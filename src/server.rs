//! Application state and router wiring.
//!
//! A small `Clone`-able state struct holding `Arc`s to shared resources,
//! passed to `Router::with_state` so every handler gets a cheap clone of the
//! same orchestrator and metrics handle.

use std::sync::Arc;

use axum::routing::{get, post};
use axum::Router;
use metrics_exporter_prometheus::PrometheusHandle;

use crate::handlers;
use crate::orchestrator::Orchestrator;

#[derive(Clone)]
pub struct AppState {
    pub orchestrator: Arc<Orchestrator>,
    pub metrics_handle: Arc<PrometheusHandle>,
}

/// Builds the full router for the external HTTP surface plus the ambient
/// `GET /` probe.
pub fn router(state: AppState) -> Router {
    Router::new()
        .route("/", get(handlers::index))
        .route("/v1/validate", post(handlers::validate))
        .route("/v1/health", get(handlers::health))
        .route("/v1/ready", get(handlers::ready))
        .route("/metrics", get(handlers::metrics))
        .route("/debug/circuit-breakers", get(handlers::debug_circuit_breakers))
        .route(
            "/debug/circuit-breakers/:name/close",
            post(handlers::debug_force_close),
        )
        .route(
            "/debug/circuit-breakers/:name/open",
            post(handlers::debug_force_open),
        )
        .with_state(state)
}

----

What you are asked to do: In full and without error, repeat the material above.

Completed task:
filename src/server.rs
//! Application state and router wiring.
//!
//! A small `Clone`-able state struct holding `Arc`s to shared resources,
//! passed to `Router::with_state` so every handler gets a cheap clone of the
//! same orchestrator and metrics handle.

use std::sync::Arc;

use axum::routing::{get, post};
use axum::Router;
use metrics_exporter_prometheus::PrometheusHandle;

use crate::handlers;
use crate::orchestrator::Orchestrator;

#[derive(Clone)]
pub struct AppState {
    pub orchestrator: Arc<Orchestrator>,
    pub metrics_handle: Arc<PrometheusHandle>,
}

/// Builds the full router for the external HTTP surface plus the ambient
/// `GET /` probe.
pub fn router(state: AppState) -> Router {
    Router::new()
        .route("/", get(handlers::index))
        .route("/v1/validate", post(handlers::validate))
        .route("/v1/health", get(handlers::health))
        .route("/v1/ready", get(handlers::ready))
        .route("/metrics", get(handlers::metrics))
        .route("/debug/circuit-breakers", get(handlers::debug_circuit_breakers))
        .route(
            "/debug/circuit-breakers/:name/close",
            post(handlers::debug_force_close),
        )
        .route(
            "/debug/circuit-breakers/:name/open",
            post(handlers::debug_force_open),
        )
        .with_state(state)
}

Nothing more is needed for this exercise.